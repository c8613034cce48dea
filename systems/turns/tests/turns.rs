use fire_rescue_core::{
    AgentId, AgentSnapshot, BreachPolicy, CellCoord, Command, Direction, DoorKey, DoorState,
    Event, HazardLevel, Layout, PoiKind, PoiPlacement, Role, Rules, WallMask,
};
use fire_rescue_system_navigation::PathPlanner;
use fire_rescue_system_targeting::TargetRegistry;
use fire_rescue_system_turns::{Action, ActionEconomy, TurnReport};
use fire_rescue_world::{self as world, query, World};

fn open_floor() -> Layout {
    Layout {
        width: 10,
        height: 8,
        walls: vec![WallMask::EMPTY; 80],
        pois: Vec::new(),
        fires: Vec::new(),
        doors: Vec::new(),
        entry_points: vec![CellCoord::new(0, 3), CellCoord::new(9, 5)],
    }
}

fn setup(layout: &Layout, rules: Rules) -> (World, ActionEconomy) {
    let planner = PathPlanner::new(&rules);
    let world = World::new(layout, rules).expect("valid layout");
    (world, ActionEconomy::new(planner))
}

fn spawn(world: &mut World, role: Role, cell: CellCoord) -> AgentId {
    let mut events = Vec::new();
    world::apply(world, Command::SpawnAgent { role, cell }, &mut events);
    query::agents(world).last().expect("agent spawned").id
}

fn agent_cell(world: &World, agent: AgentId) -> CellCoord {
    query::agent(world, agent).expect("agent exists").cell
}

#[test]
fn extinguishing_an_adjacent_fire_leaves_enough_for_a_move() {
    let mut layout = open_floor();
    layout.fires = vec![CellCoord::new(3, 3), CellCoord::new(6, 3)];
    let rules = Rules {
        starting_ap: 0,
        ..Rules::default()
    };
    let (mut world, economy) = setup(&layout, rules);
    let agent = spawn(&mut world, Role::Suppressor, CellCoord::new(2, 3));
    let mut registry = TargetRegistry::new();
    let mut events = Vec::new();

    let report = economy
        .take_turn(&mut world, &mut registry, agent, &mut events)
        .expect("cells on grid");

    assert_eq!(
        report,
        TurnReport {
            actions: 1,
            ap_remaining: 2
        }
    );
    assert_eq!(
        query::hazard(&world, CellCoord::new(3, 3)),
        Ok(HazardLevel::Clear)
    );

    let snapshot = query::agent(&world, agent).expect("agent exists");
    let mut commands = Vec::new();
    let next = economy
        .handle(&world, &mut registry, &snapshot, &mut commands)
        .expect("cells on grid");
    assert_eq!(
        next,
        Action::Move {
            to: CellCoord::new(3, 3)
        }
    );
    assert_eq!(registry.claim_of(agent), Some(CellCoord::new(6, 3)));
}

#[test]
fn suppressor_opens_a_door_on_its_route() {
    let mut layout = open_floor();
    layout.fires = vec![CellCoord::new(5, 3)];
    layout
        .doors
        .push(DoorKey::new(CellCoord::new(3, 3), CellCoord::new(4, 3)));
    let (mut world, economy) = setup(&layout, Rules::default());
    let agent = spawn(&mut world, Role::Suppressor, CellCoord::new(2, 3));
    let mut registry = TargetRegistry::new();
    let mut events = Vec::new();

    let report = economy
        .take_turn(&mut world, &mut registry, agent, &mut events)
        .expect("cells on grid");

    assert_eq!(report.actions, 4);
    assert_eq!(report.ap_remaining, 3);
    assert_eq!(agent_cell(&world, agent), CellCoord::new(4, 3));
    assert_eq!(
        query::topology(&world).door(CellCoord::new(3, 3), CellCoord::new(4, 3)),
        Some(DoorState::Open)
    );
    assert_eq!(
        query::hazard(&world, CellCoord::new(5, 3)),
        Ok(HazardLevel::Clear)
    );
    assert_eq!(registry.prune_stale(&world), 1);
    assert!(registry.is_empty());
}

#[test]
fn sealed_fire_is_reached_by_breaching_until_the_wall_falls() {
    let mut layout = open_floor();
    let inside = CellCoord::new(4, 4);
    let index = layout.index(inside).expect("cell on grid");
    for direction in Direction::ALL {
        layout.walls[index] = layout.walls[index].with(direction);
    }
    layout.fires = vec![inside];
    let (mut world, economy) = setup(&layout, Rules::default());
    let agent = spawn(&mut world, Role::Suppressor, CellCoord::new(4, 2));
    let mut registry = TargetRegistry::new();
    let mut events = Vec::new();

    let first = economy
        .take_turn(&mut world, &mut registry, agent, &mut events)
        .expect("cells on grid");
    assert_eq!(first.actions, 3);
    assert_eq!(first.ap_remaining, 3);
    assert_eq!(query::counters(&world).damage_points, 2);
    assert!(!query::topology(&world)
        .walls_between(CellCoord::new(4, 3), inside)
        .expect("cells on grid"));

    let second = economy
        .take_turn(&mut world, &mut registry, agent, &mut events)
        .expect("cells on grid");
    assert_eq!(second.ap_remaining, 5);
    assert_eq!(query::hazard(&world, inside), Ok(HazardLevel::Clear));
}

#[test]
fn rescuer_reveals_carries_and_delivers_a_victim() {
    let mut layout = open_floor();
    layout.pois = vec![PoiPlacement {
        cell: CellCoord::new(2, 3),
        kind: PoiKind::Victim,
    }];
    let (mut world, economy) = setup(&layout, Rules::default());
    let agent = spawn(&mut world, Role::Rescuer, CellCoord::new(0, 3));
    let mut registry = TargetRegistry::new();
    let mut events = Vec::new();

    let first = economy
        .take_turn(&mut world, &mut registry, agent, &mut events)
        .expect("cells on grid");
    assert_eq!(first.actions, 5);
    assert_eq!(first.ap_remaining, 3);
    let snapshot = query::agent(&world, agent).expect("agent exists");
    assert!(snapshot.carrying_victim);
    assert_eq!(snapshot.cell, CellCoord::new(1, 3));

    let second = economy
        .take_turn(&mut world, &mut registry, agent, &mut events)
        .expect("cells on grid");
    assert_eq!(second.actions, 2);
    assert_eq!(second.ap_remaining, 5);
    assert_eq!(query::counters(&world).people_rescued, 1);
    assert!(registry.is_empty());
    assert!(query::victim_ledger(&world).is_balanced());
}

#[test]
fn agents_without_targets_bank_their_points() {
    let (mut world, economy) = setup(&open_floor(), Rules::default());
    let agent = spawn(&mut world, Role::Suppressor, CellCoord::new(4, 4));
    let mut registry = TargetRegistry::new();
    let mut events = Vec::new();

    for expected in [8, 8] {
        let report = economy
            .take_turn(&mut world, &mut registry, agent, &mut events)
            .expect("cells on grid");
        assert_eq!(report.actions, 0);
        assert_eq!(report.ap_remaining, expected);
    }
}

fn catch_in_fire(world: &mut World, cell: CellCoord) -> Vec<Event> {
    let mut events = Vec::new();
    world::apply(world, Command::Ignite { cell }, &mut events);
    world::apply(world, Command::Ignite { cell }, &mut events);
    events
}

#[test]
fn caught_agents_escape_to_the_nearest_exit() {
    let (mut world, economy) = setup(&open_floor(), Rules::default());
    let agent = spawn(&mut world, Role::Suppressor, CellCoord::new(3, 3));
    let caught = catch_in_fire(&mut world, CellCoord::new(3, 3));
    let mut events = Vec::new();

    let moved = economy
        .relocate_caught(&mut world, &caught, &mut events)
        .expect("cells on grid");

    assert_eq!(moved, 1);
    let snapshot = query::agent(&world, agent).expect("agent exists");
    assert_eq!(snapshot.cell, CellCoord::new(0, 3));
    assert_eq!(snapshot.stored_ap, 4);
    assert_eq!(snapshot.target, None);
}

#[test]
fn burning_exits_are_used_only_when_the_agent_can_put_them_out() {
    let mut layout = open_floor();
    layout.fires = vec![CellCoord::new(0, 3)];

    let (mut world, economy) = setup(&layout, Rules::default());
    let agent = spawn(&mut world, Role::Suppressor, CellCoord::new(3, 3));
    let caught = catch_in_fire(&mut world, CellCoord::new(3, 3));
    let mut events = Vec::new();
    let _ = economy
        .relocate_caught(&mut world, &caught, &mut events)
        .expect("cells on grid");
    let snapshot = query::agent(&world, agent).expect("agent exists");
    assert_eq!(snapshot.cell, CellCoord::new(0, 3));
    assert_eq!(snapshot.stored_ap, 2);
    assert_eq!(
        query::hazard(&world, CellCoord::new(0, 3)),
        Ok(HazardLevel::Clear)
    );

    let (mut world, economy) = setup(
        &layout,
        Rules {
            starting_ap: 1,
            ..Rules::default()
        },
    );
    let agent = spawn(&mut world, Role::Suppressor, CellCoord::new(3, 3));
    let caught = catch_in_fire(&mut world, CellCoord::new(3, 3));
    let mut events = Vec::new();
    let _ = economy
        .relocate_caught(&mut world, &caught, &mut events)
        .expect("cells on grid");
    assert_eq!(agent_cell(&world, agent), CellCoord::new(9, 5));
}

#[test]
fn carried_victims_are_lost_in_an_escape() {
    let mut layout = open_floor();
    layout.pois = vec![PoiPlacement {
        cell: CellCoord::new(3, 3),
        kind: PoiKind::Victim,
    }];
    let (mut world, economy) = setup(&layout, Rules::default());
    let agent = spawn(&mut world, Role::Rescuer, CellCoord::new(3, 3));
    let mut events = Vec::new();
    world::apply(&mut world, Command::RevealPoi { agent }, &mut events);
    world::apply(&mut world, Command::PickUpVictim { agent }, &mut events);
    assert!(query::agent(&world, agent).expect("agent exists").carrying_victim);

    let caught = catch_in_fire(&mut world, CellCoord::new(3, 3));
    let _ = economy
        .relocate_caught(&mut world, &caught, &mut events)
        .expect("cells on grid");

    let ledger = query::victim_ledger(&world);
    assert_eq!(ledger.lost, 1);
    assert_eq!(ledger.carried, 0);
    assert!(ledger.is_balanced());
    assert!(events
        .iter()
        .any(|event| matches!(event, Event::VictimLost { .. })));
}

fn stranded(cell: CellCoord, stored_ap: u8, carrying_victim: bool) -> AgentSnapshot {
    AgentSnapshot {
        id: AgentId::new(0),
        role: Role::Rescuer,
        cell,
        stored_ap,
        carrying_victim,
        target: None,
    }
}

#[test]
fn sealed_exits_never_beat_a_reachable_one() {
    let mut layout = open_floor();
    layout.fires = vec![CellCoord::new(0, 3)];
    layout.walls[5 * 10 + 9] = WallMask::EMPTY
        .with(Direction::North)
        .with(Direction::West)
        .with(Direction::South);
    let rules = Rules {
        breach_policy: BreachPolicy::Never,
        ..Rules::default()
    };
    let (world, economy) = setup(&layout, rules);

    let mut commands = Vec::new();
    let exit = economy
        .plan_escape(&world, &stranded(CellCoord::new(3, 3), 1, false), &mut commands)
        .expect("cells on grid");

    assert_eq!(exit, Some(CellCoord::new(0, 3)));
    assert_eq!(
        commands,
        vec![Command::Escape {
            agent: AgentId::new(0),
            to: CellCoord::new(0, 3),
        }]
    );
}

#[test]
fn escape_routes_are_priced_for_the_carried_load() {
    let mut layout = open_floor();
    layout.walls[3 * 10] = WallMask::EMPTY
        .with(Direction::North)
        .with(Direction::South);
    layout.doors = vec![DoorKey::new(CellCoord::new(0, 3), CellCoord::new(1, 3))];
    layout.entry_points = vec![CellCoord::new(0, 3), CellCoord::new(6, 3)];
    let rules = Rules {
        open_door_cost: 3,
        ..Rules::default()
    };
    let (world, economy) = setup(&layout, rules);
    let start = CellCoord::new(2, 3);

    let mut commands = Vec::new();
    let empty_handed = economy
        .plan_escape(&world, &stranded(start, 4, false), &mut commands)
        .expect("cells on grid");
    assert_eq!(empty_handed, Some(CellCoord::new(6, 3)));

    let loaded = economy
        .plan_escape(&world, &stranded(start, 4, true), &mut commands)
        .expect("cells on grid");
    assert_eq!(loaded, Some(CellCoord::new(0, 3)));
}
════════
* TASK DETAILS
In the listing above, each line with the word "ActionEconomy" is to be copied out.

* ANSWER SPACE
use fire_rescue_system_turns::{Action, ActionEconomy, TurnReport};
fn setup(layout: &Layout, rules: Rules) -> (World, ActionEconomy) {
    (world, ActionEconomy::new(planner))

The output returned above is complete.